Scrape changes can provide meaningful information as well as just reducing noise. For example after an influx of financing, a company may change Applicant Tracking Systems (e.g., Charming Charlie coming out of bankruptcy). A change was recognized because a change was made to the scrape to fix it and the documentation of when that change occurred is in the scrape log.

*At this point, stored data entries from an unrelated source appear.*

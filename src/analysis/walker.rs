//! Sheet path expansion and canonical strand naming around the catalytic strand.
//!
//! Naming proceeds in four stages:
//!
//! 1. **Path expansion** – two greedy walks from S4 over the contact graph
//!    sharing one visited set; the second arm is reversed and prepended to
//!    the first to form `full_path`.
//! 2. **Neighbor partition** – S4's neighbors split into C-terminal ("right")
//!    and N-terminal ("left") strands by residue numbering.
//! 3. **Chained naming** – S3/S5 are picked from the partition and names are
//!    propagated outward (S2, S1, S0, … and S6, S7, …) along path members.
//! 4. **Positional fallback** – any path strand still unnamed is named by its
//!    offset from S4 along `full_path`.
//!
//! Every "pick a neighbor" step iterates neighbors in ascending strand index,
//! so results never depend on container ordering.

use std::cmp::Reverse;
use std::collections::{BTreeMap, BTreeSet};

use super::adjacency::AdjacencyGraph;
use super::error::Error;
use super::geometry::{Vec3, dot};
use super::view::ChainView;
use crate::model::segment::ResidueRange;
use crate::model::topology::{BondType, Direction, StrandName, StrandRecord};

/// Named sheet produced by the walker, before frame construction.
#[derive(Debug, Clone, PartialEq)]
pub struct SheetTopology {
    pub full_path: Vec<usize>,
    pub s4: usize,
    pub s3: usize,
    pub s5: Option<usize>,
    pub names: BTreeMap<usize, StrandName>,
    pub name_map: BTreeMap<StrandName, ResidueRange>,
    /// Named strands sorted by descending canonical number.
    pub strands: Vec<StrandRecord>,
}

/// Result of the naming stages.
#[derive(Debug, Clone, PartialEq)]
pub struct Naming {
    pub names: BTreeMap<usize, StrandName>,
    pub name_map: BTreeMap<StrandName, ResidueRange>,
    pub s3: usize,
    pub s5: Option<usize>,
}

/// Runs every walker stage on a chain view with S4 at local index `s4`.
///
/// # Errors
///
/// Returns [`Error::NoCounterStrand`] when no S3 can be determined, or
/// [`Error::OutOfRangeIndex`] if `s4` is not a strand of the view.
pub fn walk(view: &ChainView<'_>, s4: usize) -> Result<SheetTopology, Error> {
    if s4 >= view.strands.len() {
        return Err(Error::out_of_range(view.chain, s4, view.strands.len()));
    }

    let spans: Vec<ResidueRange> = view.strands.iter().map(|s| s.range()).collect();
    let full_path = expand_path(&view.graph, &spans, s4);
    let naming = name_strands(&view.graph, &spans, s4, &full_path, view.chain)?;

    let vectors: Vec<Vec3> = view
        .strands
        .iter()
        .map(|s| s.direction(view.structure))
        .collect();
    let bonds = bond_types(&full_path, &vectors);

    let mut strands: Vec<StrandRecord> = naming
        .names
        .iter()
        .map(|(&idx, &name)| StrandRecord {
            local_index: idx,
            global_index: view.global[idx],
            name,
            range: spans[idx],
            direction: direction(vectors[idx], vectors[s4]),
            bond: bonds.get(&idx).copied().unwrap_or(BondType::Edge),
            in_path: full_path.contains(&idx),
            helices_above: Vec::new(),
            helices_below: Vec::new(),
        })
        .collect();
    strands.sort_by_key(|r| (Reverse(r.name), r.local_index));

    Ok(SheetTopology {
        full_path,
        s4,
        s3: naming.s3,
        s5: naming.s5,
        names: naming.names,
        name_map: naming.name_map,
        strands,
    })
}

/// Greedy walk from `start`: repeatedly step to the unvisited neighbor whose
/// start residue is closest to the current strand's start residue.
///
/// Ties go to the lowest strand index. Every visited node is added to
/// `visited`; `start` itself is expected to be in it already.
pub fn expand_arm(
    graph: &AdjacencyGraph,
    spans: &[ResidueRange],
    start: usize,
    visited: &mut BTreeSet<usize>,
) -> Vec<usize> {
    let mut arm = vec![start];
    loop {
        let current = arm[arm.len() - 1];
        let current_start = spans[current].start;
        let next = graph
            .neighbors(current)
            .filter(|n| !visited.contains(n))
            .min_by_key(|&n| ((spans[n].start - current_start).abs(), n));

        let Some(next) = next else {
            break;
        };
        arm.push(next);
        visited.insert(next);
    }
    arm
}

/// Builds `full_path` from two arms expanded out of `s4` with one shared
/// visited set seeded with `s4`.
///
/// The first arm usually consumes everything reachable, leaving the second
/// arm as just `[s4]`. The path is the reversed second arm (without its
/// trailing S4) followed by the first arm.
pub fn expand_path(graph: &AdjacencyGraph, spans: &[ResidueRange], s4: usize) -> Vec<usize> {
    let mut visited = BTreeSet::from([s4]);
    let forward = expand_arm(graph, spans, s4, &mut visited);
    let backward = expand_arm(graph, spans, s4, &mut visited);

    tracing::debug!(?forward, ?backward, "sheet path arms expanded");

    let mut path: Vec<usize> = backward.into_iter().skip(1).rev().collect();
    path.extend(forward);
    path
}

struct NameBook<'a> {
    spans: &'a [ResidueRange],
    names: BTreeMap<usize, StrandName>,
    name_map: BTreeMap<StrandName, ResidueRange>,
}

impl<'a> NameBook<'a> {
    fn new(spans: &'a [ResidueRange]) -> Self {
        Self {
            spans,
            names: BTreeMap::new(),
            name_map: BTreeMap::new(),
        }
    }

    fn assign(&mut self, idx: usize, name: StrandName) {
        tracing::debug!(strand = idx, %name, range = %self.spans[idx], "strand named");
        self.names.insert(idx, name);
        self.name_map.insert(name, self.spans[idx]);
    }

    fn is_named(&self, idx: usize) -> bool {
        self.names.contains_key(&idx)
    }

    /// From `from`, keep stepping to the lowest-index unnamed neighbor that
    /// lies on `path`, naming it `first`, `first + step`, …
    fn walk_outward(
        &mut self,
        graph: &AdjacencyGraph,
        path: &BTreeSet<usize>,
        from: usize,
        first: i32,
        step: i32,
    ) {
        let mut current = from;
        let mut number = first;
        while let Some(next) = graph
            .neighbors(current)
            .find(|&n| !self.is_named(n) && path.contains(&n))
        {
            self.assign(next, StrandName(number));
            current = next;
            number += step;
        }
    }
}

/// Assigns canonical names to the strands reachable along `full_path`.
///
/// # Errors
///
/// Returns [`Error::NoCounterStrand`] when neither side of S4 yields S3.
pub fn name_strands(
    graph: &AdjacencyGraph,
    spans: &[ResidueRange],
    s4: usize,
    full_path: &[usize],
    chain: char,
) -> Result<Naming, Error> {
    let path: BTreeSet<usize> = full_path.iter().copied().collect();
    let mut book = NameBook::new(spans);
    book.assign(s4, StrandName::CATALYTIC);

    let s4_span = spans[s4];
    let mut right: Vec<usize> = Vec::new();
    let mut left: Vec<usize> = Vec::new();
    for n in graph.neighbors(s4).filter(|&n| n != s4) {
        if spans[n].start > s4_span.end {
            right.push(n);
        } else if spans[n].end < s4_span.start {
            left.push(n);
        }
    }

    let mut s3 = None;
    let mut s5 = None;

    if !right.is_empty() {
        right.sort_by_key(|&n| (spans[n].start, n));
        tracing::debug!(?right, "naming from C-terminal neighbors of S4");

        s3 = Some(right[0]);
        book.assign(right[0], StrandName(3));

        if let Some(&second) = right.get(1) {
            s5 = Some(second);
            book.assign(second, StrandName(5));
            book.walk_outward(graph, &path, second, 6, 1);
        }

        book.walk_outward(graph, &path, right[0], 2, -1);
    } else if !left.is_empty() {
        left.sort_by_key(|&n| (Reverse(spans[n].start), n));
        tracing::debug!(?left, "naming from N-terminal neighbors of S4");

        s5 = Some(left[0]);
        book.assign(left[0], StrandName(5));
        book.walk_outward(graph, &path, left[0], 6, 1);

        if let Some(&second) = left.get(1) {
            s3 = Some(second);
            book.assign(second, StrandName(3));
            book.walk_outward(graph, &path, second, 2, -1);
        }
    }

    let s4_pos = full_path.iter().position(|&i| i == s4).unwrap_or(0) as i32;
    for (pos, &idx) in full_path.iter().enumerate() {
        if !book.is_named(idx) {
            book.assign(idx, StrandName(4 - (pos as i32 - s4_pos)));
        }
    }

    let s3 = s3.ok_or(Error::NoCounterStrand { chain, strand: s4 })?;

    Ok(Naming {
        names: book.names,
        name_map: book.name_map,
        s3,
        s5,
    })
}

/// `Up` when `v` points the same way as S4's direction vector.
pub fn direction(v: Vec3, v4: Vec3) -> Direction {
    if dot(v, v4) > 0.0 {
        Direction::Up
    } else {
        Direction::Down
    }
}

/// Pairing of two consecutive path strands from their direction vectors.
pub fn pairing(v: Vec3, previous: Vec3) -> BondType {
    if dot(v, previous) > 0.0 {
        BondType::Parallel
    } else {
        BondType::Antiparallel
    }
}

/// Bond type of every path member: the first element is the sheet edge,
/// each later element is compared with its predecessor along the path.
pub fn bond_types(full_path: &[usize], vectors: &[Vec3]) -> BTreeMap<usize, BondType> {
    let mut bonds = BTreeMap::new();
    for (pos, &idx) in full_path.iter().enumerate() {
        let bond = if pos == 0 {
            BondType::Edge
        } else {
            pairing(vectors[idx], vectors[full_path[pos - 1]])
        };
        bonds.insert(idx, bond);
    }
    bonds
}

Daily File | CSV | Parquet |
---|---|---|
Location | /Feeds/Raw Daily Company Scrape Log/ | /Feeds/Parquet/Raw Daily Company Scrape Log/ |
File Name | raw_company_scrape_log_daily_YYYY-MM-DD.csv | raw_company_scrape_log_daily_YYYY-MM-DD.parquet |
Monthly File | CSV | Parquet |
Location | /Feeds/Raw Full Company Scrape Log/ | /Feeds/Parquet/Raw Full Company Scrape Log/ |
File Name | raw_company_scrape_log_full_YYYY-MM-DD.csv | raw_company_scrape_log_daily_YYYY-MM-DD.parquet |
Company Scrape Log Table
Field Name | Data Type | Description |
company_id | string/varchar | The unique identifier for job records. This is used to join to reference files or aggregates. |
date | date | The date the change occurred for the scrape. |
scrape_run_complete | boolean | If True, this indicates the company-id was scraped on this date |
scrape_changed | boolean | If True, this indicates that the code was modified for the scrape on this date |
Company Ticker Reference
This file shows point-in-time ticker information for company ids. This can be joined to job records to understand mergers and acquisitions.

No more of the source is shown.